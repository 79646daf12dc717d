use crate::llm::client::{
    Completion, CompletionClient, CompletionClientFactory, SamplingParams, TokenUsage,
};
use crate::types::{AppError, Result};
use crate::utils::toml_config::LlmConfig;
use async_openai::{
    config::OpenAIConfig, error::OpenAIError, types::completions::CreateCompletionRequestArgs,
    Client,
};
use async_trait::async_trait;
use std::time::Duration;

/// Build an async-openai client on a shared connection pool.
///
/// Retries are off: a failed call surfaces immediately.
pub(crate) fn openai_client(
    http: reqwest::Client,
    api_key: &str,
    api_base: &str,
) -> Client<OpenAIConfig> {
    let config = OpenAIConfig::new()
        .with_api_key(api_key)
        .with_api_base(api_base.trim_end_matches('/'));

    Client::with_config(config)
        .with_http_client(http)
        .with_backoff(
            backoff::ExponentialBackoffBuilder::new()
                .with_max_elapsed_time(Some(Duration::ZERO))
                .build(),
        )
}

/// Readable text for an async-openai error.
pub(crate) fn describe_error(error: OpenAIError, what: &str) -> String {
    match error {
        OpenAIError::ApiError(api) => format!("OpenAI API error: {}", api.message),
        OpenAIError::JSONDeserialize(..) => format!("malformed {} response: {}", what, error),
        other => format!("OpenAI API error: {}", other),
    }
}

/// Client for the OpenAI-compatible `/completions` endpoint.
pub struct OpenAIClient {
    client: Client<OpenAIConfig>,
    model: String,
    params: SamplingParams,
}

impl OpenAIClient {
    pub fn new(
        http: reqwest::Client,
        api_key: String,
        api_base: String,
        model: String,
        params: SamplingParams,
    ) -> Self {
        Self {
            client: openai_client(http, &api_key, &api_base),
            model,
            params,
        }
    }
}

#[async_trait]
impl CompletionClient for OpenAIClient {
    async fn complete(&self, prompt: &str) -> Result<Completion> {
        let request = CreateCompletionRequestArgs::default()
            .model(&self.model)
            .prompt(prompt)
            .max_tokens(self.params.max_tokens)
            .n(self.params.n)
            .temperature(self.params.temperature)
            .build()
            .map_err(|e| AppError::LLM(format!("Failed to build request: {}", e)))?;

        let response = self
            .client
            .completions()
            .create(request)
            .await
            .map_err(|e| AppError::LLM(describe_error(e, "completion")))?;

        let usage = response
            .usage
            .map(|u| TokenUsage {
                prompt_tokens: u.prompt_tokens,
                completion_tokens: u.completion_tokens,
                total_tokens: u.total_tokens,
            })
            .unwrap_or_default();

        let text = response
            .choices
            .into_iter()
            .next()
            .map(|choice| choice.text)
            .ok_or_else(|| AppError::LLM("No response from OpenAI".to_string()))?;

        tracing::debug!(
            model = %self.model,
            prompt_tokens = usage.prompt_tokens,
            completion_tokens = usage.completion_tokens,
            "Completion received"
        );

        Ok(Completion { text, usage })
    }

    fn model_name(&self) -> &str {
        &self.model
    }
}

/// Builds [`OpenAIClient`]s sharing one HTTP connection pool.
pub struct OpenAIClientFactory {
    http: reqwest::Client,
}

impl OpenAIClientFactory {
    pub fn new(http: reqwest::Client) -> Self {
        Self { http }
    }
}

impl CompletionClientFactory for OpenAIClientFactory {
    fn create(&self, api_key: &str, config: &LlmConfig) -> Result<Box<dyn CompletionClient>> {
        Ok(Box::new(OpenAIClient::new(
            self.http.clone(),
            api_key.to_string(),
            config.api_base.clone(),
            config.model.clone(),
            SamplingParams::from(config),
        )))
    }
}
use reqwest::Url;
use std::path::Path;

use crate::types::{AppError, Result};

/// File name used for documents fetched by URL; each fetch overwrites it.
pub const URL_CORPUS_FILE: &str = "corpus.pdf";

/// Downloads PDFs over HTTP(S).
#[derive(Clone)]
pub struct PdfFetcher {
    http: reqwest::Client,
}

impl PdfFetcher {
    pub fn new(http: reqwest::Client) -> Self {
        Self { http }
    }

    /// Fetch `url` and write the body to `dest`, returning the byte count.
    pub async fn download(&self, url: &str, dest: &Path) -> Result<u64> {
        let url = parse_pdf_url(url)?;

        let response = self
            .http
            .get(url.clone())
            .send()
            .await
            .map_err(|e| AppError::Fetch(format!("{}: {}", url, e)))?;

        let status = response.status();
        if !status.is_success() {
            return Err(AppError::Fetch(format!("{} returned {}", url, status)));
        }

        let bytes = response
            .bytes()
            .await
            .map_err(|e| AppError::Fetch(format!("{}: {}", url, e)))?;

        if let Some(parent) = dest.parent() {
            tokio::fs::create_dir_all(parent).await?;
        }
        tokio::fs::write(dest, &bytes).await?;

        tracing::info!(url = %url, bytes = bytes.len(), "Downloaded PDF");
        Ok(bytes.len() as u64)
    }
}

/// Accept only absolute http(s) URLs.
pub fn parse_pdf_url(raw: &str) -> Result<Url> {
    let url = Url::parse(raw.trim())
        .map_err(|e| AppError::Fetch(format!("invalid URL '{}': {}", raw.trim(), e)))?;

    match url.scheme() {
        "http" | "https" => Ok(url),
        other => Err(AppError::Fetch(format!(
            "unsupported URL scheme '{}'; use http or https",
            other
        ))),
    }
}

#[cfg(test)]
mod tests {
    use super::*;
    use rstest::rstest;

    #[rstest]
    #[case("https://example.com/policy.pdf")]
    #[case("  http://localhost:8080/a.pdf  ")]
    fn test_accepts_http_urls(#[case] raw: &str) {
        assert!(parse_pdf_url(raw).is_ok());
    }

    #[rstest]
    #[case("not a url")]
    #[case("ftp://example.com/policy.pdf")]
    #[case("file:///etc/passwd")]
    fn test_rejects_other_urls(#[case] raw: &str) {
        assert!(matches!(parse_pdf_url(raw), Err(AppError::Fetch(_))));
    }
}
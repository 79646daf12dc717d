//! Init command implementation
//!
//! Writes a commented `policy-analyzer.toml`, a `.env.example` and the work
//! directory.

use super::output::Output;
use crate::utils::toml_config::DEFAULT_CONFIG_FILE;
use std::fs;
use std::path::{Path, PathBuf};

/// Result of the init operation
#[derive(Debug)]
pub enum InitResult {
    Success,
    /// A config file exists and `force` was not given
    AlreadyExists,
    Error(String),
}

/// Configuration for the init command
pub struct InitConfig {
    /// Directory to initialize
    pub path: PathBuf,
    /// Overwrite existing files
    pub force: bool,
}

/// Run the init command
pub fn run(config: InitConfig, output: &Output) -> InitResult {
    output.banner();
    output.header("Initializing Policy Analyzer");

    let base_path = &config.path;
    let config_path = base_path.join(DEFAULT_CONFIG_FILE);
    if config_path.exists() && !config.force {
        output.warning(&format!("{} already exists!", DEFAULT_CONFIG_FILE));
        output.info("Use --force to overwrite existing files");
        return InitResult::AlreadyExists;
    }

    let data_dir = base_path.join("data");
    if data_dir.exists() {
        output.info("data/ already exists, skipped");
    } else {
        if let Err(e) = fs::create_dir_all(&data_dir) {
            output.error(&format!("Failed to create data: {}", e));
            return InitResult::Error(e.to_string());
        }
        output.success("Created data/");
    }

    if let Err(e) = write_file(&config_path, &generate_config_toml(), config.force) {
        output.error(&format!("Failed to create {}: {}", DEFAULT_CONFIG_FILE, e));
        return InitResult::Error(e.to_string());
    }
    output.success(&format!("Created {}", DEFAULT_CONFIG_FILE));

    let env_path = base_path.join(".env.example");
    if let Err(e) = write_file(&env_path, &generate_env_example(), config.force) {
        output.error(&format!("Failed to create .env.example: {}", e));
        return InitResult::Error(e.to_string());
    }
    output.success("Created .env.example");

    output.header("Next Steps");
    output.info("Set OPENAI_API_KEY in .env (see .env.example), then run `policy-analyzer`");
    output.info("The form is served at http://127.0.0.1:7860/");

    InitResult::Success
}

fn write_file(path: &Path, content: &str, force: bool) -> std::io::Result<()> {
    if path.exists() && !force {
        return Ok(());
    }
    fs::write(path, content)
}

fn generate_config_toml() -> String {
    r#"# Policy Analyzer configuration
# Every key is optional; the values below are the defaults.
# Edits apply while the server runs, except host, port, max_upload_mb
# and embeddings.backend, which need a restart.

[server]
host = "127.0.0.1"
port = 7860
log_level = "info"
# "pretty" or "json"
log_format = "pretty"
# Restart to change
max_upload_mb = 25
# Fetched and uploaded PDFs are written here
work_dir = "./data"

[retrieval]
# Words per chunk
word_length = 150
# First page to read; page tags count from here
start_page = 1
# end_page = 40
# Texts per embedding request
batch_size = 500
# Chunks included in the prompt
top_k = 8
# "euclidean" or "cosine"
metric = "euclidean"

[embeddings]
# "openai" or "local" (requires the local-embeddings feature); restart to change
backend = "openai"
model = "text-embedding-3-small"
api_base = "https://api.openai.com/v1"

[llm]
api_base = "https://api.openai.com/v1"
model = "gpt-3.5-turbo-instruct"
max_tokens = 2000
temperature = 0.9

[timeouts]
fetch_secs = 60
embed_secs = 120
completion_secs = 180
"#
    .to_string()
}

fn generate_env_example() -> String {
    r#"# Used by `policy-analyzer analyze` when --api-key is not given.
# The web form always asks for a key.
OPENAI_API_KEY=sk-...

# Overrides [server] log_level, e.g. policy_analyzer=debug,tower_http=info
# RUST_LOG=info
"#
    .to_string()
}
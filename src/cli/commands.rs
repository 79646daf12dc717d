//! One-shot subcommands: `analyze`, `chunks` and `config`.

use anyhow::{bail, Context};
use std::path::{Path, PathBuf};
use std::sync::Arc;

use super::output::Output;
use crate::analyzer::{chunk_pdf, AnalyzeRequest, UploadSource};
use crate::utils::toml_config::{PolicyConfig, PolicyConfigManager};
use crate::AppState;

/// Analyze one policy and print the answer to stdout.
///
/// Returns `false` when the answer is an `[ERROR]:` message.
pub async fn analyze(
    config_manager: Arc<PolicyConfigManager>,
    url: Option<String>,
    file: Option<PathBuf>,
    api_key: String,
) -> anyhow::Result<bool> {
    let state = AppState::from_config(config_manager).context("Failed to set up analyzer")?;

    let request = AnalyzeRequest {
        api_key,
        url,
        file: file.map(UploadSource::Path),
    };
    let response = state.analyzer.analyze(&request).await;

    if response.error {
        eprintln!("{}", response.answer);
    } else {
        println!("{}", response.answer);
    }
    Ok(!response.error)
}

/// Print the page-tagged chunks of `path`.
pub fn chunks(
    config: &PolicyConfig,
    path: &Path,
    word_length: Option<usize>,
    output: &Output,
) -> anyhow::Result<()> {
    let mut retrieval = config.retrieval.clone();
    if let Some(word_length) = word_length {
        retrieval.word_length = word_length;
    }

    let (document, chunks) = chunk_pdf(path, &retrieval)
        .with_context(|| format!("Failed to chunk {}", path.display()))?;

    for (index, chunk) in chunks.iter().enumerate() {
        output.chunk(index, chunk);
    }

    eprintln!(
        "{} pages, {} words, {} chunks of up to {} words",
        document.pages.len(),
        document.word_count(),
        chunks.len(),
        retrieval.word_length
    );
    Ok(())
}

/// Show the effective configuration, optionally validating it.
pub fn config(
    config_manager: &PolicyConfigManager,
    validate: bool,
    as_toml: bool,
    output: &Output,
) -> anyhow::Result<()> {
    let config = config_manager.config();
    let path = config_manager.path();

    if as_toml {
        print!("{}", config.to_toml()?);
        return Ok(());
    }

    output.header("Configuration");
    if path.exists() {
        output.kv("File", &path.display().to_string());
    } else {
        output.kv("File", &format!("{} (not found, using defaults)", path.display()));
    }

    output.header("Server");
    output.kv("Address", &format!("{}:{}", config.server.host, config.server.port));
    output.kv("Log", &format!("{} ({})", config.server.log_level, config.server.log_format));
    output.kv("Work dir", &config.server.work_dir.display().to_string());
    output.kv("Max upload", &format!("{} MB", config.server.max_upload_mb));

    output.header("Retrieval");
    output.kv("Words per chunk", &config.retrieval.word_length.to_string());
    let pages = match config.retrieval.end_page {
        Some(end) => format!("{}..={}", config.retrieval.start_page, end),
        None => format!("{}..", config.retrieval.start_page),
    };
    output.kv("Pages", &pages);
    output.kv("Neighbours", &config.retrieval.top_k.to_string());
    output.kv("Metric", &config.retrieval.metric.to_string());
    output.kv("Batch size", &config.retrieval.batch_size.to_string());

    output.header("Models");
    output.kv(
        "Embeddings",
        &format!("{:?} {} ({})", config.embeddings.backend, config.embeddings.model, config.embeddings.api_base),
    );
    output.kv(
        "Completion",
        &format!(
            "{} ({}), max_tokens {}, temperature {}",
            config.llm.model, config.llm.api_base, config.llm.max_tokens, config.llm.temperature
        ),
    );
    output.kv(
        "Timeouts",
        &format!(
            "fetch {}s, embed {}s, completion {}s",
            config.timeouts.fetch_secs, config.timeouts.embed_secs, config.timeouts.completion_secs
        ),
    );

    if validate {
        println!();
        match config.validate() {
            Ok(()) => output.success("Configuration is valid"),
            Err(e) => {
                output.error(&e.to_string());
                bail!("invalid configuration");
            }
        }
    }

    Ok(())
}
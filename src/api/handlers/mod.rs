//! API request handlers.

/// Policy analysis from a multipart form.
pub mod analyze;
/// Service health and the form page.
pub mod health;
/// Ad-hoc search and corpus status.
pub mod search;
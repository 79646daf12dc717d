//! # Policy Analyzer
//!
//! Answers a fixed set of questions about a privacy policy: which companies
//! receive user data, what data is collected, what is shared, and for which
//! purpose. The policy is given as a PDF URL or upload; its text is split into
//! page-tagged chunks, embedded, and the chunks nearest to the question are
//! sent to an OpenAI-compatible completion model.
//!
//! ## Overview
//!
//! Policy Analyzer can be used in two ways:
//!
//! 1. **As a standalone server** - Run the `policy-analyzer` binary and open the form
//! 2. **As a library** - Drive [`PolicyAnalyzer`] from your own code
//!
//! ### Basic Example
//!
//! ```rust,ignore
//! use policy_analyzer::{AnalyzeRequest, AppState, PolicyConfigManager};
//! use std::sync::Arc;
//!
//! let config_manager = Arc::new(PolicyConfigManager::new("policy-analyzer.toml")?);
//! let state = AppState::from_config(config_manager)?;
//!
//! let answer = state
//!     .analyzer
//!     .question_answer(AnalyzeRequest {
//!         api_key: std::env::var("OPENAI_API_KEY")?,
//!         url: Some("https://example.com/privacy.pdf".to_string()),
//!         file: None,
//!     })
//!     .await;
//! println!("{}", answer);
//! ```
//!
//! ## Feature Flags
//!
//! | Feature | Description |
//! |---------|-------------|
//! | `local-embeddings` | Embed in-process with fastembed instead of the remote API |
//! | `swagger-ui` | Serve interactive API docs at `/swagger-ui/` |
//! | `full` | All of the above |
//!
//! ## Modules
//!
//! - [`analyzer`] - Input validation and the load, retrieve, answer sequence
//! - [`api`] - HTTP handlers and routes
//! - [`llm`] - Completion clients and prompt assembly
//! - [`pdf`] - Download, upload storage and text extraction
//! - [`rag`] - Chunking, embeddings and nearest-neighbour search
//! - [`utils`] - TOML configuration with hot reload

#![cfg_attr(docsrs, feature(doc_cfg))]

/// Front door and pipeline sequencing.
pub mod analyzer;
/// HTTP API handlers and routes.
pub mod api;
/// Command-line interface.
pub mod cli;
/// Completion clients and prompt assembly.
pub mod llm;
/// PDF input handling.
pub mod pdf;
/// Chunking, embeddings and semantic search.
pub mod rag;
/// Core types (requests, responses, errors).
pub mod types;
/// Configuration utilities.
pub mod utils;

pub use analyzer::{AnalyzeRequest, PolicyAnalyzer, UploadSource};
pub use types::{AppError, Result};
pub use utils::toml_config::{PolicyConfig, PolicyConfigManager};

use axum::{routing::get, Router};
use std::sync::Arc;
use tower_http::{
    cors::{Any, CorsLayer},
    trace::TraceLayer,
};
use utoipa::OpenApi;

use crate::llm::OpenAIClientFactory;
use crate::rag::embeddings::embedder_factory_from_config;

/// Application state shared across handlers
#[derive(Clone)]
pub struct AppState {
    /// TOML configuration with hot-reload support
    pub config_manager: Arc<PolicyConfigManager>,
    /// Holds the loaded policy and runs submissions against it
    pub analyzer: Arc<PolicyAnalyzer>,
}

impl AppState {
    /// Wire the production backends: OpenAI-compatible completions and the
    /// configured embedding backend, sharing one HTTP client.
    pub fn from_config(config_manager: Arc<PolicyConfigManager>) -> Result<Self> {
        let config = config_manager.config();
        let http = reqwest::Client::builder()
            .user_agent(concat!("policy-analyzer/", env!("CARGO_PKG_VERSION")))
            .build()
            .map_err(|e| AppError::Internal(format!("Failed to build HTTP client: {}", e)))?;

        let embedders = embedder_factory_from_config(&config.embeddings, http.clone())?;
        let llm = Arc::new(OpenAIClientFactory::new(http.clone()));
        let analyzer = PolicyAnalyzer::new(Arc::clone(&config_manager), embedders, llm, http);

        Ok(Self {
            config_manager,
            analyzer: Arc::new(analyzer),
        })
    }
}

/// Build the full application router: form page, `/api` routes, OpenAPI.
pub fn build_app(state: AppState) -> Router {
    let max_upload_bytes = state.config_manager.config().server.max_upload_mb * 1024 * 1024;

    let app = Router::new()
        .route("/", get(api::handlers::health::index))
        .nest("/api", api::routes::create_router(max_upload_bytes))
        .route(
            "/api-docs/openapi.json",
            get(|| async { axum::Json(api::ApiDoc::openapi()) }),
        );

    #[cfg(feature = "swagger-ui")]
    let app = app.merge(
        utoipa_swagger_ui::SwaggerUi::new("/swagger-ui")
            .url("/api-docs/swagger.json", api::ApiDoc::openapi()),
    );

    app.layer(
        CorsLayer::new()
            .allow_origin(Any)
            .allow_methods(Any)
            .allow_headers(Any),
    )
    .layer(TraceLayer::new_for_http())
    .with_state(state)
}
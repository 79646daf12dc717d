use chrono::{DateTime, Utc};
use serde::{Deserialize, Serialize};
use utoipa::ToSchema;

/// Prefix carried by every user-facing failure message.
pub const ERROR_PREFIX: &str = "[ERROR]:";

// ============= API Request/Response Types =============

/// Multipart form accepted by `POST /api/analyze`.
///
/// Only used for the OpenAPI schema; the handler reads the fields directly
/// from the multipart stream.
#[derive(Debug, Deserialize, ToSchema)]
pub struct AnalyzeForm {
    /// OpenAI API key used for embeddings and completion
    pub api_key: String,
    /// URL of the privacy policy PDF
    #[serde(default)]
    pub url: Option<String>,
    /// Uploaded privacy policy PDF
    #[schema(value_type = Option<String>, format = Binary)]
    pub file: Option<Vec<u8>>,
}

#[derive(Debug, Serialize, Deserialize, ToSchema)]
pub struct AnalyzeResponse {
    /// Model answer followed by usage lines, or an `[ERROR]:` message
    pub answer: String,
    /// True when `answer` is an error message
    pub error: bool,
}

#[derive(Debug, Serialize, Deserialize, ToSchema)]
pub struct SearchRequest {
    pub api_key: String,
    pub query: String,
    #[serde(skip_serializing_if = "Option::is_none")]
    pub top_k: Option<usize>,
}

#[derive(Debug, Serialize, Deserialize, ToSchema, Clone)]
pub struct SearchHit {
    pub chunk: String,
    pub distance: f32,
}

#[derive(Debug, Serialize, Deserialize, ToSchema)]
pub struct SearchResponse {
    pub results: Vec<SearchHit>,
    pub total: usize,
    pub duration_ms: u64,
}

/// Snapshot of the currently loaded corpus.
#[derive(Debug, Serialize, Deserialize, ToSchema, Clone, Default)]
pub struct CorpusStatus {
    pub loaded: bool,
    #[serde(skip_serializing_if = "Option::is_none")]
    pub source: Option<String>,
    pub pages: usize,
    pub chunks: usize,
    pub dimensions: usize,
    #[serde(skip_serializing_if = "Option::is_none")]
    pub loaded_at: Option<DateTime<Utc>>,
}

#[derive(Debug, Serialize, Deserialize, ToSchema)]
pub struct HealthResponse {
    pub status: String,
    pub version: String,
}

// ============= Error Types =============

#[derive(Debug, thiserror::Error)]
pub enum AppError {
    #[error("Invalid input: {0}")]
    InvalidInput(String),

    #[error("Failed to fetch PDF: {0}")]
    Fetch(String),

    #[error("Failed to read PDF: {0}")]
    Pdf(String),

    #[error("Embedding error: {0}")]
    Embedding(String),

    #[error("LLM error: {0}")]
    LLM(String),

    #[error("No document loaded yet; submit a PDF first")]
    NotFitted,

    #[error("{0} timed out after {1}s")]
    Timeout(String, u64),

    #[error("Configuration error: {0}")]
    Config(String),

    #[error("I/O error: {0}")]
    Io(#[from] std::io::Error),

    #[error("Internal error: {0}")]
    Internal(String),
}

impl AppError {
    /// Render the error the way the form displays it.
    ///
    /// Input errors carry complete sentences meant for the user and are shown
    /// without the variant label.
    pub fn user_message(&self) -> String {
        match self {
            AppError::InvalidInput(msg) => format!("{} {}", ERROR_PREFIX, msg),
            other => format!("{} {}", ERROR_PREFIX, other),
        }
    }
}

impl axum::response::IntoResponse for AppError {
    fn into_response(self) -> axum::response::Response {
        use axum::http::StatusCode;

        let status = match &self {
            AppError::InvalidInput(_) => StatusCode::BAD_REQUEST,
            AppError::NotFitted => StatusCode::CONFLICT,
            AppError::Fetch(_) | AppError::Embedding(_) | AppError::LLM(_) => {
                StatusCode::BAD_GATEWAY
            }
            AppError::Timeout(..) => StatusCode::GATEWAY_TIMEOUT,
            AppError::Pdf(_) => StatusCode::UNPROCESSABLE_ENTITY,
            AppError::Config(_) | AppError::Io(_) | AppError::Internal(_) => {
                StatusCode::INTERNAL_SERVER_ERROR
            }
        };

        let body = serde_json::json!({
            "error": self.to_string()
        });

        (status, axum::Json(body)).into_response()
    }
}

pub type Result<T> = std::result::Result<T, AppError>;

Problem to work on – Show the lines where the word "tokio" appears in the entries.

Response –
            tokio::fs::create_dir_all(parent).await?;
        tokio::fs::write(dest, &bytes).await?;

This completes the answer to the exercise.